宿舎から出ると軽やかにこちらへ来るグラナードを目にして、いつから居なかったのかとティエラは小首を傾げた。

体重を感じさせないしなやかさでアルバの肩へ飛び乗り、にゃぁ、と彼は一声鳴く。


「おつかいありがとうございます、グラナード。首尾は?」

「んにゃー」


にゃーとしか言えないグラナードだが、正確に何を言っているのかはわからなくとも、自信満々の声と表情で何となく言いたいことは察することが出来た。

その様子に上々、とアルバがグラナードの頭を撫でるのを見ながら、どういうことなのかティエラは疑問をぶつける。


「おつかい?」

「ええ、少し伝言を頼んだのです」

「伝言って…あなたいつの間に」


ずっと傍に居たのに全く気付かなかった、と彼女は顔を顰めた。
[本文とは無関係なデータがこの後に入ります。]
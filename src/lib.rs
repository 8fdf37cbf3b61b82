//! School Planner - A terminal planner for students
//!
//! This library provides a terminal-based planner for class subjects,
//! scheduled events, grades and attendance. Data lives in memory for the
//! length of a session and is seeded with mock content at every login.
//!
//! # Modules
//!
//! The library is organized into several key modules:
//!
//! * [`entities`] - Plain data records (users, subjects, grades, events)
//! * [`storage`] - The in-memory entity store and its seed data
//! * [`navigation`] - View stack, selection context and view dispatch
//! * [`session`] - Per-login state tying store, selection and navigation together
//! * [`auth`] - Pluggable login check
//! * [`config`] - Application configuration management
//! * [`ui`] - Terminal user interface components and rendering
//! * [`utils`] - Utility functions and helpers

/// Login collaborator trait and the mock implementation
pub mod auth;

/// Configuration module for managing application settings
pub mod config;

/// Application constants and default values
pub mod constants;

/// Domain records
pub mod entities;

/// Logging utilities for debugging and error tracking
pub mod logger;

/// View history, selection and dispatch
pub mod navigation;

/// Per-login application state
pub mod session;

/// In-memory entity store
pub mod storage;

/// Terminal user interface components and rendering
pub mod ui;

/// Utility functions for date/time handling and other helpers
pub mod utils;

pub use session::Session;
use crate::config::APP_DIR_NAME;
use anyhow::{Context, Result};
use chrono::Local;
use std::path::{Path, PathBuf};
use std::sync::{Arc, Mutex};

/// Number of entries kept in memory for the logs dialog
const MAX_LOG_ENTRIES: usize = 1000;

/// Shared logger that can be used across the application
///
/// Every entry lands in an in-memory buffer shown by the logs dialog. When file
/// logging is enabled, entries (and anything else sent through the `log`
/// macros) are also written to a log file by a `fern` dispatch.
#[derive(Clone)]
pub struct Logger {
    logs: Arc<Mutex<Vec<String>>>,
    file_enabled: bool,
}

impl Logger {
    pub fn new() -> Self {
        Self {
            logs: Arc::new(Mutex::new(Vec::new())),
            file_enabled: false,
        }
    }

    /// Build a logger from the `[logging] enabled` setting
    pub fn from_config(enabled: bool) -> Result<Self> {
        let mut logger = Self::new();
        if enabled {
            let path = Self::get_log_file_path()?;
            Self::init_file_logging(&path)?;
            logger.file_enabled = true;
        }
        Ok(logger)
    }

    /// Whether entries are also written to the log file
    pub fn is_enabled(&self) -> bool {
        self.file_enabled
    }

    /// Add a log entry
    pub fn log(&self, message: String) {
        let timestamp = Local::now().format("%H:%M:%S%.3f").to_string();
        let formatted_message = format!("[{}] {}", timestamp, message);

        if self.file_enabled {
            log::info!("{}", message);
        }

        if let Ok(mut logs) = self.logs.lock() {
            if logs.len() >= MAX_LOG_ENTRIES {
                logs.remove(0);
            }
            logs.push(formatted_message);
        }
    }

    /// Get all logs sorted by date (newest first)
    pub fn get_logs(&self) -> Vec<String> {
        if let Ok(logs) = self.logs.lock() {
            let mut sorted_logs = logs.clone();
            sorted_logs.reverse();
            sorted_logs
        } else {
            Vec::new()
        }
    }

    /// Location of the log file
    pub fn get_log_file_path() -> Result<PathBuf> {
        dirs::data_local_dir()
            .or_else(dirs::cache_dir)
            .ok_or_else(|| anyhow::anyhow!("Could not determine data directory for logs"))
            .map(|dir| dir.join(APP_DIR_NAME).join(format!("{}.log", APP_DIR_NAME)))
    }

    fn init_file_logging(path: &Path) -> Result<()> {
        if let Some(parent) = path.parent() {
            std::fs::create_dir_all(parent)
                .with_context(|| format!("Failed to create log directory: {}", parent.display()))?;
        }

        let file = fern::log_file(path).with_context(|| format!("Failed to open log file: {}", path.display()))?;

        let dispatch = fern::Dispatch::new()
            .format(|out, message, record| {
                out.finish(format_args!(
                    "{} {:<5} {}: {}",
                    Local::now().format("%Y-%m-%d %H:%M:%S%.3f"),
                    record.level(),
                    record.target(),
                    message
                ))
            })
            .level(log::LevelFilter::Debug)
            .chain(file);

        // A global logger can only be installed once per process; a second
        // logger built from config keeps using the first dispatch.
        if dispatch.apply().is_err() {
            log::debug!("Logger: file logging already initialized");
        }
        Ok(())
    }
}

impl Default for Logger {
    fn default() -> Self {
        Self::new()
    }
}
ていうか誰に伝言?そもそもグラナードは喋れないわよね???

首を傾げる彼女の疑問に答えることなく背を押し、まぁまぁ、と誤魔化しながらアルバは湖へ向かうべく歩き出す。






―国湖デアラクス―






国湖へは舟で向かうらしい。川から直接国湖に入るそうだ。極力水には触れないように、ときつく言い含められはしたが、それに関しては文句を言うはずもない。

舟着き場にあった舟はゴンドラに近い形状をしており、先端には舟を操る舟頭が居た。彼らは川の流れに逆らわず、ゆったりと舟を操っていく。
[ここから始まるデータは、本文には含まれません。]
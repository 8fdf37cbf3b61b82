use crate::auth::{AcceptAllAuthenticator, Authenticator, Credentials};
use crate::config::Config;
use crate::constants::{
    ERROR_GRADE_REJECTED, ERROR_LOGIN_FAILED, ERROR_PASSWORD_CHANGE_FAILED, SUCCESS_ATTENDANCE_RECORDED,
    SUCCESS_EVENT_CREATED, SUCCESS_EVENT_DELETED, SUCCESS_EVENT_UPDATED, SUCCESS_GRADE_CLEARED,
    SUCCESS_GRADE_RECORDED, SUCCESS_PASSWORD_CHANGED, SUCCESS_STATUS_UPDATED, SUCCESS_SUBJECT_CREATED,
    SUCCESS_SUBJECT_DELETED, SUCCESS_SUBJECT_UPDATED, WARNING_ITEM_MISSING,
};
use crate::logger::Logger;
use crate::navigation::{Tab, ViewDispatcher, ViewId};
use crate::session::{SaveOutcome, Session, SessionSettings};
use crate::storage::GradeError;
use crate::ui::components::dialogs::common::create_instructions_paragraph;
use crate::ui::components::{DialogComponent, Header, TabBar};
use crate::ui::core::{
    actions::{Action, DialogType},
    event_handler::EventType,
    Component,
};
use crate::ui::layout::LayoutManager;
use crate::ui::screens::ScreenSet;
use chrono::Local;
use crossterm::event::{KeyCode, KeyEvent, KeyModifiers};
use ratatui::{
    layout::{Alignment, Rect},
    style::{Color, Style},
    widgets::Paragraph,
    Frame,
};

/// Root of the UI: owns the session and routes every key press to the
/// dialog, the current screen or the global shortcuts, then applies the
/// resulting [`Action`] to the session.
pub struct AppComponent {
    session: Session,
    authenticator: Box<dyn Authenticator>,

    // Component composition
    screens: ScreenSet,
    dialog: DialogComponent,

    logger: Logger,

    // Simple UI state
    show_tab_bar: bool,
    time_format: String,
    status_message: Option<String>,
    should_quit: bool,
    last_focused_view: Option<ViewId>,
}

impl AppComponent {
    pub fn new(config: &Config, logger: Logger) -> Self {
        Self::with_authenticator(config, logger, Box::new(AcceptAllAuthenticator))
    }

    pub fn with_authenticator(config: &Config, logger: Logger, authenticator: Box<dyn Authenticator>) -> Self {
        let session = Session::new(SessionSettings::from_config(config));
        logger.log(format!(
            "AppComponent: Session ready (authenticator: {}, start tab: {})",
            authenticator.name(),
            session.settings().start_tab.label()
        ));

        let mut app = Self {
            session,
            authenticator,
            screens: ScreenSet::new(&config.display),
            dialog: DialogComponent::new(logger.clone()),
            logger,
            show_tab_bar: config.ui.show_tab_bar,
            time_format: config.display.time_format.clone(),
            status_message: None,
            should_quit: false,
            last_focused_view: None,
        };
        app.refresh_focus();
        app
    }

    pub fn should_quit(&self) -> bool {
        self.should_quit
    }

    pub fn session(&self) -> &Session {
        &self.session
    }

    pub fn current_view(&self) -> ViewId {
        self.session.current_view()
    }

    pub fn dialog_type(&self) -> Option<&DialogType> {
        self.dialog.dialog_type.as_ref()
    }

    pub fn status_message(&self) -> Option<&str> {
        self.status_message.as_deref()
    }

    /// Give the current screen a chance to reload its state after a view change
    fn refresh_focus(&mut self) {
        let view = self.session.current_view();
        if self.last_focused_view != Some(view) {
            self.screens.screen_mut(view).on_focus(&self.session);
            self.last_focused_view = Some(view);
        }
    }

    /// Handle global keyboard shortcuts that aren't screen-specific
    fn handle_global_key(&mut self, key: KeyEvent) -> Action {
        let view = self.session.current_view();
        let logged_in = view != ViewId::Login;

        match key.code {
            KeyCode::Char('q') => {
                self.logger.log("Global key: 'q' - quitting application".to_string());
                Action::Quit
            }
            KeyCode::Char('?') => {
                self.logger.log("Global key: '?' - opening help dialog".to_string());
                Action::ShowDialog(DialogType::Help)
            }
            KeyCode::Char('G') => {
                self.logger.log("Global key: 'G' - opening logs dialog".to_string());
                Action::ShowDialog(DialogType::Logs)
            }
            KeyCode::Char(c @ '1'..='3') if logged_in => match Tab::ALL.get(c as usize - '1' as usize) {
                Some(tab) => Action::SwitchTab(*tab),
                None => Action::None,
            },
            KeyCode::Left if view.as_tab().is_some() => Action::SwitchTab(self.session.active_tab().previous()),
            KeyCode::Right if view.as_tab().is_some() => Action::SwitchTab(self.session.active_tab().next()),
            KeyCode::Esc if self.session.navigation().can_go_back() => Action::Back,
            _ => Action::None,
        }
    }

    fn set_status(&mut self, message: &str) {
        self.status_message = Some(message.to_string());
    }

    fn report_save(&mut self, outcome: SaveOutcome, created: &str, updated: &str) {
        match outcome {
            SaveOutcome::Created(id) => {
                self.logger.log(format!("Save: created #{}", id));
                self.set_status(created);
            }
            SaveOutcome::Updated(id) => {
                self.logger.log(format!("Save: updated #{}", id));
                self.set_status(updated);
            }
            SaveOutcome::Missing(id) => {
                self.logger.log(format!("Save: #{} no longer exists, nothing saved", id));
                self.set_status(WARNING_ITEM_MISSING);
            }
        }
    }

    async fn login(&mut self, credentials: Credentials) -> Action {
        match self.authenticator.authenticate(&credentials).await {
            Ok(()) => {
                self.logger.log(format!("Login: '{}' signed in", credentials.username));
                self.session.complete_login();
                Action::None
            }
            Err(e) => {
                self.logger.log(format!("Login: failed for '{}': {}", credentials.username, e));
                Action::ShowDialog(DialogType::Error(format!("{}: {}", ERROR_LOGIN_FAILED, e)))
            }
        }
    }

    /// Handle app-level actions that require business logic. Returns a
    /// follow-up action, or [`Action::None`] when there is nothing left to do.
    pub async fn handle_app_action(&mut self, action: Action) -> Action {
        match action {
            Action::Login(credentials) => self.login(credentials).await,
            Action::Logout => {
                self.logger.log("Session: logging out".to_string());
                self.session.logout();
                self.dialog.update(Action::HideDialog);
                Action::None
            }
            Action::SwitchTab(tab) => {
                if self.session.current_view() != ViewId::Login {
                    self.logger.log(format!("Navigation: switching to tab {}", tab.label()));
                    self.session.switch_tab(tab);
                }
                Action::None
            }
            Action::Back => {
                match self.session.go_back() {
                    Some(frame) => self.logger.log(format!("Navigation: back to {}", frame.view)),
                    None => self.logger.log("Navigation: history empty, staying".to_string()),
                }
                Action::None
            }
            Action::OpenSubject(id) => {
                self.logger.log(format!("Navigation: opening subject #{}", id));
                self.session.open_subject(id);
                Action::None
            }
            Action::OpenEvent(id) => {
                self.logger.log(format!("Navigation: opening event #{}", id));
                self.session.open_event(id);
                Action::None
            }
            Action::NewSubject => {
                self.session.new_subject();
                Action::None
            }
            Action::EditSubject => {
                self.session.edit_selected_subject();
                Action::None
            }
            Action::NewEvent => {
                self.session.new_event();
                Action::None
            }
            Action::EditEvent => {
                self.session.edit_selected_event();
                Action::None
            }
            Action::OpenChangePassword => {
                self.session.open_change_password();
                Action::None
            }
            Action::SaveSubject(draft) => {
                let outcome = self.session.save_subject(draft);
                self.report_save(outcome, SUCCESS_SUBJECT_CREATED, SUCCESS_SUBJECT_UPDATED);
                Action::None
            }
            Action::DeleteSubject(id) => {
                if self.session.delete_subject(id) {
                    self.logger.log(format!("Delete: subject #{} removed", id));
                    self.set_status(SUCCESS_SUBJECT_DELETED);
                } else {
                    self.set_status(WARNING_ITEM_MISSING);
                }
                Action::None
            }
            Action::SaveEvent(draft) => {
                let outcome = self.session.save_event(draft);
                self.report_save(outcome, SUCCESS_EVENT_CREATED, SUCCESS_EVENT_UPDATED);
                Action::None
            }
            Action::DeleteEvent(id) => {
                if self.session.delete_event(id) {
                    self.logger.log(format!("Delete: event #{} removed", id));
                    self.set_status(SUCCESS_EVENT_DELETED);
                } else {
                    self.set_status(WARNING_ITEM_MISSING);
                }
                Action::None
            }
            Action::RecordGrade { event_id, input } => {
                self.logger.log(format!("Grade: event #{} <- '{}'", event_id, input));
                match self.session.record_grade(event_id, &input) {
                    Ok(Some(_)) => self.set_status(SUCCESS_GRADE_RECORDED),
                    Ok(None) => self.set_status(SUCCESS_GRADE_CLEARED),
                    Err(GradeError::EventNotFound(_)) => self.set_status(WARNING_ITEM_MISSING),
                    Err(e) => {
                        self.logger.log(format!("Grade: refused for event #{}: {}", event_id, e));
                        return Action::ShowDialog(DialogType::Error(format!("{}: {}", ERROR_GRADE_REJECTED, e)));
                    }
                }
                Action::None
            }
            Action::RecordAttendance { event_id, attended } => {
                self.logger.log(format!("Attendance: event #{} <- {}", event_id, attended));
                if self.session.record_attendance(event_id, attended) {
                    self.set_status(SUCCESS_ATTENDANCE_RECORDED);
                } else {
                    self.set_status(WARNING_ITEM_MISSING);
                }
                Action::None
            }
            Action::ToggleCompleted(id) => {
                if self.session.toggle_completed(id) {
                    self.set_status(SUCCESS_STATUS_UPDATED);
                } else {
                    self.set_status(WARNING_ITEM_MISSING);
                }
                Action::None
            }
            Action::ChangePassword { current, new, confirm } => {
                match self.session.change_password(&current, &new, &confirm) {
                    Ok(()) => {
                        self.set_status(SUCCESS_PASSWORD_CHANGED);
                        Action::None
                    }
                    Err(e) => {
                        self.logger.log(format!("Profile: password change refused: {}", e));
                        Action::ShowDialog(DialogType::Error(format!("{}: {}", ERROR_PASSWORD_CHANGE_FAILED, e)))
                    }
                }
            }
            Action::ShowDialog(_) | Action::HideDialog => self.dialog.update(action),
            Action::Quit => {
                self.should_quit = true;
                Action::None
            }
            Action::None => Action::None,
        }
    }

    pub async fn handle_event(&mut self, event_type: EventType) -> anyhow::Result<()> {
        let action = match event_type {
            EventType::Key(key) => self.route_key(key),
            EventType::Resize(_, _) | EventType::Tick | EventType::Other => Action::None,
        };

        let mut action = action;
        while action != Action::None {
            action = self.handle_app_action(action).await;
        }

        self.refresh_focus();
        Ok(())
    }

    fn route_key(&mut self, key: KeyEvent) -> Action {
        if key.code == KeyCode::Char('c') && key.modifiers.contains(KeyModifiers::CONTROL) {
            self.logger.log("Global key: Ctrl+C - quitting application".to_string());
            return Action::Quit;
        }

        self.status_message = None;

        // Dialog has priority when visible
        if self.dialog.is_visible() {
            return self.dialog.handle_key_events(key, &self.session);
        }

        let screen = self.screens.screen_mut(self.session.current_view());
        let action = screen.handle_key_events(key, &self.session);
        let captures_text = screen.captures_text();

        if action == Action::None && !captures_text {
            self.handle_global_key(key)
        } else {
            action
        }
    }

    pub fn render(&mut self, f: &mut Frame, rect: Rect) {
        let view = self.session.current_view();
        let show_tab_bar = self.show_tab_bar && ViewDispatcher::shows_tab_bar(view);
        let areas = LayoutManager::screen_layout(rect, show_tab_bar);

        let editing = match view {
            ViewId::EditSubject => self.session.is_editing_subject(),
            ViewId::EditEvent => self.session.is_editing_event(),
            _ => false,
        };
        let clock = Local::now().format(&self.time_format).to_string();
        let right = if view == ViewId::Login {
            clock
        } else {
            format!("{} · {}", self.session.user().handle, clock)
        };
        Header::render(
            f,
            areas.header,
            ViewDispatcher::title(view, editing),
            ViewDispatcher::shows_back(view),
            &right,
        );

        let screen = self.screens.screen_mut(view);
        screen.render(f, areas.body, &self.session);

        match &self.status_message {
            Some(message) => {
                let status = Paragraph::new(message.clone())
                    .style(Style::default().fg(Color::Green))
                    .alignment(Alignment::Center);
                f.render_widget(status, areas.hints);
            }
            None => {
                let hints = screen.key_hints(&self.session);
                f.render_widget(create_instructions_paragraph(&hints), areas.hints);
            }
        }

        if let Some(tab_area) = areas.tab_bar {
            TabBar::render(f, tab_area, self.session.active_tab());
        }

        if self.dialog.is_visible() {
            self.dialog.render(f, rect, &self.session);
        }
    }
}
アルバとティエラ、ユーク、そしてシモンズとサミュエルは同じ舟である。初めて舟に乗るアルバとティエラは、少し身を乗り出して川面を見つめた。


「綺麗な川ね、底まで見えるわ」

「本当ですね。…この川は確か、天空の国に連なる山脈から来ているんでしたっけ」


アルバの質問にはい、と答えたのはユークだ。ヴェガス隊はあちこちの街に行くので、隊員は嫌でも地形に詳しくなるのだろう。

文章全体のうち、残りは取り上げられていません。